Lärm- und Luftverschmutzung verursachen Gesundheitskosten, die von der Allgemeinheit getragen werden. Laut dem EU-Handbuch für externe Kosten betragen bei einem durchschnittlichen Lkw auf der Autobahn die Kosten pro Lkw-Kilometer bei Lärm 12 Cent beziehungsweise bei Abgasen 7 Cent. Diese erhöhen sich in städtischen Ballungsräumen sogar auf 76 beziehungsweise 111 Cent. Zur Orientierung: Die durchschnittliche Lkw-Maut auf Autobahnen beträgt nur rund 30 Cent.

Die neue Eurovignetten-Richtlinie der EU, die den Rahmen für die Lkw-Bemautung auf Autobahnen festlegt,  macht unter gewissen Voraussetzungen (Ort, Zeit, Lkw-Euroklasse) den Weg für  Lösungen bei Lärm und Luftverschmutzung frei: Die AK veranschlagt dieses neue Mautpotential zwischen 80 und 140 Millionen Euro, Geld, das zur Hälfte von Unternehmen eingehoben wird, die außerhalb Österreichs ihren Firmensitz haben und somit keine Steuern in Österreich zahlen. "Wenn nicht die Allgemeinheit, sondern der Verursacher endlich seine Kosten bezahlt, stehen mehr Mittel für Maßnahmen zur Verbesserung der Lebensqualität und zur Verringerung von Lärm und Abgasen zur Verfügung“, sagt Leodolter.

Forderung

Deshalb fordert die AK:

  • Die EU-Richtlinie zur Lkw-Maut muss rasch umgesetzt werden. Der Spielraum für Mautaufschläge für Lärm und Abgase bis spätestens 2014 voll genutzt werden.

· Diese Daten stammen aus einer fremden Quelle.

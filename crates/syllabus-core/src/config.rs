use serde::{Deserialize, Serialize};
use std::path::{Path, PathBuf};

use syllabus_util::errors::SyllabusError;
use syllabus_util::fs::{expand_tilde, home_dir};

use crate::topic::OwnerId;

/// Global user configuration loaded from `~/.syllabus/config.toml`.
#[derive(Debug, Clone, Default, Serialize, Deserialize)]
pub struct GlobalConfig {
    #[serde(default)]
    pub store: StoreConfig,

    #[serde(default)]
    pub graph: GraphConfig,

    /// Owner used when none is given on the command line.
    #[serde(default, rename = "default-owner")]
    pub default_owner: Option<String>,
}

/// Store settings from `[store]`.
#[derive(Debug, Clone, Serialize, Deserialize)]
pub struct StoreConfig {
    #[serde(default = "default_store_path")]
    pub path: String,
}

impl Default for StoreConfig {
    fn default() -> Self {
        Self {
            path: default_store_path(),
        }
    }
}

fn default_store_path() -> String {
    "~/.syllabus/topics.toml".to_string()
}

/// How mutations treat prerequisite edges that would close a cycle.
#[derive(Debug, Clone, Copy, Default, PartialEq, Eq, Serialize, Deserialize)]
#[serde(rename_all = "lowercase")]
pub enum CyclePolicy {
    /// Accept the edge; cycles surface the next time an order is computed.
    #[default]
    Lazy,
    /// Refuse any edge that would make the subject graph cyclic.
    Reject,
}

/// Graph engine settings from `[graph]`.
#[derive(Debug, Clone, Default, Serialize, Deserialize)]
pub struct GraphConfig {
    #[serde(default, rename = "cycle-policy")]
    pub cycle_policy: CyclePolicy,
    /// Keep computed study orders per owner until that owner's next mutation.
    #[serde(default, rename = "cache-orders")]
    pub cache_orders: bool,
}

impl GlobalConfig {
    /// Load the global configuration from `~/.syllabus/config.toml`, or return defaults if the file doesn't exist.
    pub fn load() -> miette::Result<Self> {
        Self::load_from(&Self::default_path())
    }

    /// Load configuration from an explicit path, returning defaults when it is absent.
    pub fn load_from(path: &Path) -> miette::Result<Self> {
        if !path.is_file() {
            return Ok(Self::default());
        }
        let content = std::fs::read_to_string(path).map_err(|e| SyllabusError::Config {
            message: format!("Failed to read {}: {e}", path.display()),
        })?;
        toml::from_str(&content).map_err(|e| {
            SyllabusError::Config {
                message: format!("Failed to parse {}: {e}", path.display()),
            }
            .into()
        })
    }

    /// Returns the default path to the global config file.
    pub fn default_path() -> PathBuf {
        dirs_path().join("config.toml")
    }

    /// The store file location with `~` expanded.
    pub fn store_path(&self) -> PathBuf {
        expand_tilde(&self.store.path, &home_dir())
    }

    /// Pick the acting owner: explicit flag, then `default-owner`, then `$USER`.
    pub fn resolve_owner(&self, explicit: Option<&str>) -> OwnerId {
        explicit
            .map(str::to_string)
            .or_else(|| self.default_owner.clone())
            .or_else(|| std::env::var("USER").ok())
            .filter(|o| !o.trim().is_empty())
            .map(OwnerId::from)
            .unwrap_or_else(|| OwnerId::from("default"))
    }
}

/// Returns the path to the Syllabus data directory (`~/.syllabus/`).
pub fn dirs_path() -> PathBuf {
    home_dir().join(".syllabus")
}
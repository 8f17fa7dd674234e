//! Deterministic Kahn topological sort over a [`SubjectGraph`].
//!
//! The ready queue is kept ordered by (name, id). Popping from its front and
//! inserting newly freed topics at their sorted position makes the output
//! independent of snapshot order and hash iteration order.

use std::collections::BTreeSet;

use petgraph::graph::NodeIndex;

use syllabus_core::TopicId;

use crate::graph::SubjectGraph;

/// Result of sorting a subject graph.
#[derive(Debug, Clone, PartialEq, Eq)]
pub enum SortOutcome {
    /// Every topic, each preceded by all of its prerequisites.
    Ordered(Vec<TopicId>),
    /// The sort stalled. `remaining` holds every topic whose in-degree never
    /// reached zero, sorted by name then id. This is a superset of the
    /// topics that lie on a cycle.
    Cycle { remaining: Vec<TopicId> },
}

impl SortOutcome {
    pub fn has_cycle(&self) -> bool {
        matches!(self, SortOutcome::Cycle { .. })
    }
}

/// Run Kahn's algorithm on `graph`.
pub fn topological_sort(graph: &SubjectGraph) -> SortOutcome {
    let mut in_degree: Vec<usize> = vec![0; graph.len()];
    let mut ready: BTreeSet<(&str, TopicId, NodeIndex)> = BTreeSet::new();

    for idx in graph.node_indices() {
        let degree = graph.in_degree(idx);
        in_degree[idx.index()] = degree;
        if degree == 0 {
            ready.insert(ready_entry(graph, idx));
        }
    }

    let mut order = Vec::with_capacity(graph.len());
    while let Some((_, id, idx)) = ready.pop_first() {
        order.push(id);
        for dependent in graph.dependents(idx) {
            let degree = &mut in_degree[dependent.index()];
            *degree -= 1;
            if *degree == 0 {
                ready.insert(ready_entry(graph, dependent));
            }
        }
    }

    if order.len() == graph.len() {
        tracing::debug!(topics = order.len(), "topological sort complete");
        return SortOutcome::Ordered(order);
    }

    let mut stuck: Vec<(&str, TopicId)> = graph
        .node_indices()
        .filter(|idx| in_degree[idx.index()] > 0)
        .map(|idx| graph.node(idx).key())
        .collect();
    stuck.sort();
    tracing::debug!(
        emitted = order.len(),
        total = graph.len(),
        stuck = stuck.len(),
        "topological sort stalled on a cycle"
    );
    SortOutcome::Cycle {
        remaining: stuck.into_iter().map(|(_, id)| id).collect(),
    }
}

fn ready_entry(graph: &SubjectGraph, idx: NodeIndex) -> (&str, TopicId, NodeIndex) {
    let (name, id) = graph.node(idx).key();
    (name, id, idx)
}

  • Ein Fonds mit Zweckwidmung auf Bundesebene muss eingerichtet werden. Er soll mit den Mautaufschlägen gespeist und für neue Programme zur Lärm- und Abgasreduktion im Verkehr sowie zur Verlagerung auf die Schiene verwendet werden.

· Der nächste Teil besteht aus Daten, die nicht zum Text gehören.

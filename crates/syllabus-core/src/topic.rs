//! Topic records and the identities that scope them.

use std::cmp::Ordering;
use std::collections::HashSet;
use std::fmt;
use std::str::FromStr;

use chrono::{DateTime, Utc};
use serde::{Deserialize, Serialize};
use uuid::Uuid;

/// Opaque identity of a topic.
#[derive(Debug, Clone, Copy, PartialEq, Eq, Hash, PartialOrd, Ord, Serialize, Deserialize)]
#[serde(transparent)]
pub struct TopicId(Uuid);

impl TopicId {
    /// Generate a fresh random id.
    pub fn generate() -> Self {
        Self(Uuid::new_v4())
    }

    pub fn from_uuid(uuid: Uuid) -> Self {
        Self(uuid)
    }

    pub fn as_uuid(&self) -> &Uuid {
        &self.0
    }
}

impl fmt::Display for TopicId {
    fn fmt(&self, f: &mut fmt::Formatter<'_>) -> fmt::Result {
        write!(f, "{}", self.0)
    }
}

impl FromStr for TopicId {
    type Err = uuid::Error;

    fn from_str(s: &str) -> Result<Self, Self::Err> {
        Uuid::parse_str(s.trim()).map(Self)
    }
}

/// Identity of the user who owns a subject graph.
#[derive(Debug, Clone, PartialEq, Eq, Hash, PartialOrd, Ord, Serialize, Deserialize)]
#[serde(transparent)]
pub struct OwnerId(String);

impl OwnerId {
    pub fn new(id: impl Into<String>) -> Self {
        Self(id.into())
    }

    pub fn as_str(&self) -> &str {
        &self.0
    }
}

impl fmt::Display for OwnerId {
    fn fmt(&self, f: &mut fmt::Formatter<'_>) -> fmt::Result {
        f.write_str(&self.0)
    }
}

impl From<&str> for OwnerId {
    fn from(s: &str) -> Self {
        Self(s.to_string())
    }
}

impl From<String> for OwnerId {
    fn from(s: String) -> Self {
        Self(s)
    }
}

/// A stored topic of study.
#[derive(Debug, Clone, PartialEq, Eq, Serialize, Deserialize)]
#[serde(rename_all = "camelCase")]
pub struct Topic {
    pub id: TopicId,
    pub owner: OwnerId,
    pub name: String,
    #[serde(default, skip_serializing_if = "Option::is_none")]
    pub description: Option<String>,
    /// Ids of topics that must be studied before this one, in declaration order.
    #[serde(default)]
    pub prerequisites: Vec<TopicId>,
    #[serde(default)]
    pub created_at: DateTime<Utc>,
    #[serde(default)]
    pub updated_at: DateTime<Utc>,
}

impl Topic {
    /// A fresh topic with a new id, stamped with the current time.
    pub fn new(owner: OwnerId, name: impl AsRef<str>, prerequisites: Vec<TopicId>) -> Self {
        let now = Utc::now();
        Self {
            id: TopicId::generate(),
            owner,
            name: normalize_name(name.as_ref()),
            description: None,
            prerequisites: dedup_ids(prerequisites),
            created_at: now,
            updated_at: now,
        }
    }

    /// Materialize a creation request for `owner`.
    pub fn from_new(owner: OwnerId, new: NewTopic) -> Self {
        let new = new.normalized();
        let mut topic = Self::new(owner, &new.name, new.prerequisites);
        topic.description = new.description;
        topic
    }

    /// Mark the topic as modified now.
    pub fn touch(&mut self) {
        self.updated_at = Utc::now();
    }

    /// Deterministic ordering key: name first, id breaks ties.
    pub fn sort_key(&self) -> (&str, &TopicId) {
        (self.name.as_str(), &self.id)
    }

    /// Whether `id` is listed among this topic's prerequisites.
    pub fn requires(&self, id: &TopicId) -> bool {
        self.prerequisites.contains(id)
    }
}

/// Compare two topics by [`Topic::sort_key`].
pub fn by_name_then_id(a: &Topic, b: &Topic) -> Ordering {
    a.sort_key().cmp(&b.sort_key())
}

/// Sort topics by name, ties broken by id.
pub fn sort_topics(topics: &mut [Topic]) {
    topics.sort_by(by_name_then_id);
}

/// Input for creating a topic. The store assigns the id.
#[derive(Debug, Clone, PartialEq, Eq)]
pub struct NewTopic {
    pub name: String,
    pub description: Option<String>,
    pub prerequisites: Vec<TopicId>,
}

impl NewTopic {
    /// Build a normalized creation request: the name and description are
    /// trimmed, a blank description is dropped, and repeated prerequisite ids
    /// collapse to their first occurrence.
    pub fn new(
        name: impl AsRef<str>,
        description: Option<String>,
        prerequisites: impl IntoIterator<Item = TopicId>,
    ) -> Self {
        Self {
            name: normalize_name(name.as_ref()),
            description: normalize_description(description),
            prerequisites: dedup_ids(prerequisites),
        }
    }

    /// Apply the normalization of [`NewTopic::new`] to a request that may
    /// have been built field by field.
    pub fn normalized(self) -> Self {
        Self::new(self.name, self.description, self.prerequisites)
    }
}

/// Partial replacement of a topic. `None` keeps the stored value.
#[derive(Debug, Clone, Default, PartialEq, Eq)]
pub struct TopicPatch {
    pub name: Option<String>,
    pub description: Option<String>,
    pub prerequisites: Option<Vec<TopicId>>,
}

impl TopicPatch {
    pub fn new() -> Self {
        Self::default()
    }

    pub fn name(mut self, name: impl AsRef<str>) -> Self {
        self.name = Some(normalize_name(name.as_ref()));
        self
    }

    /// Replace the description. An empty string clears it.
    pub fn description(mut self, description: impl Into<String>) -> Self {
        self.description = Some(description.into().trim().to_string());
        self
    }

    /// Replace the whole prerequisite set. An empty list clears it.
    pub fn prerequisites(mut self, ids: impl IntoIterator<Item = TopicId>) -> Self {
        self.prerequisites = Some(dedup_ids(ids));
        self
    }

    pub fn is_empty(&self) -> bool {
        self.name.is_none() && self.description.is_none() && self.prerequisites.is_none()
    }

    /// Trim and deduplicate a patch that may have been built field by field.
    pub fn normalized(self) -> Self {
        Self {
            name: self.name.map(|n| normalize_name(&n)),
            description: self.description.map(|d| d.trim().to_string()),
            prerequisites: self.prerequisites.map(dedup_ids),
        }
    }

    /// Apply the patch onto `topic`, leaving untouched fields as they were.
    pub fn apply_to(&self, topic: &mut Topic) {
        if let Some(name) = &self.name {
            topic.name = normalize_name(name);
        }
        if let Some(description) = &self.description {
            topic.description = normalize_description(Some(description.clone()));
        }
        if let Some(prerequisites) = &self.prerequisites {
            topic.prerequisites = dedup_ids(prerequisites.iter().copied());
        }
    }
}

pub fn normalize_name(name: &str) -> String {
    name.trim().to_string()
}

fn normalize_description(description: Option<String>) -> Option<String> {
    description
        .map(|d| d.trim().to_string())
        .filter(|d| !d.is_empty())
}

fn dedup_ids(ids: impl IntoIterator<Item = TopicId>) -> Vec<TopicId> {
    let mut seen = HashSet::new();
    ids.into_iter().filter(|id| seen.insert(*id)).collect()
}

  • Die Fondsmittel sollen nicht in die schon bestehenden Lärmschutzprogramme im Ver-kehr (Straße und Schiene) fließen, weil diese derzeit zu unverbindlich und unkonkret sind. Hier fordert die AK generell eine klare strategische Planung, mehr Transparenz, Verbindlichkeit und eine konsistente Setzung von Prioritäten.

  • Zusätzlicher öffentlicher Verkehr für Personen und Güter sollen dazu beitragen, die Umwelt weiter zu entlasten und „saubere“ Alternativen zum Lkw-Verkehr zu bieten.

  • Ein Großteil der Lkws in Österreich überschreitet regelmäßig die vorgeschriebene Höchstgeschwindigkeit von 80 Stundenkilometern und belastet damit zusätzlich die Um-welt. Hier müssen effektive Kontrollen her.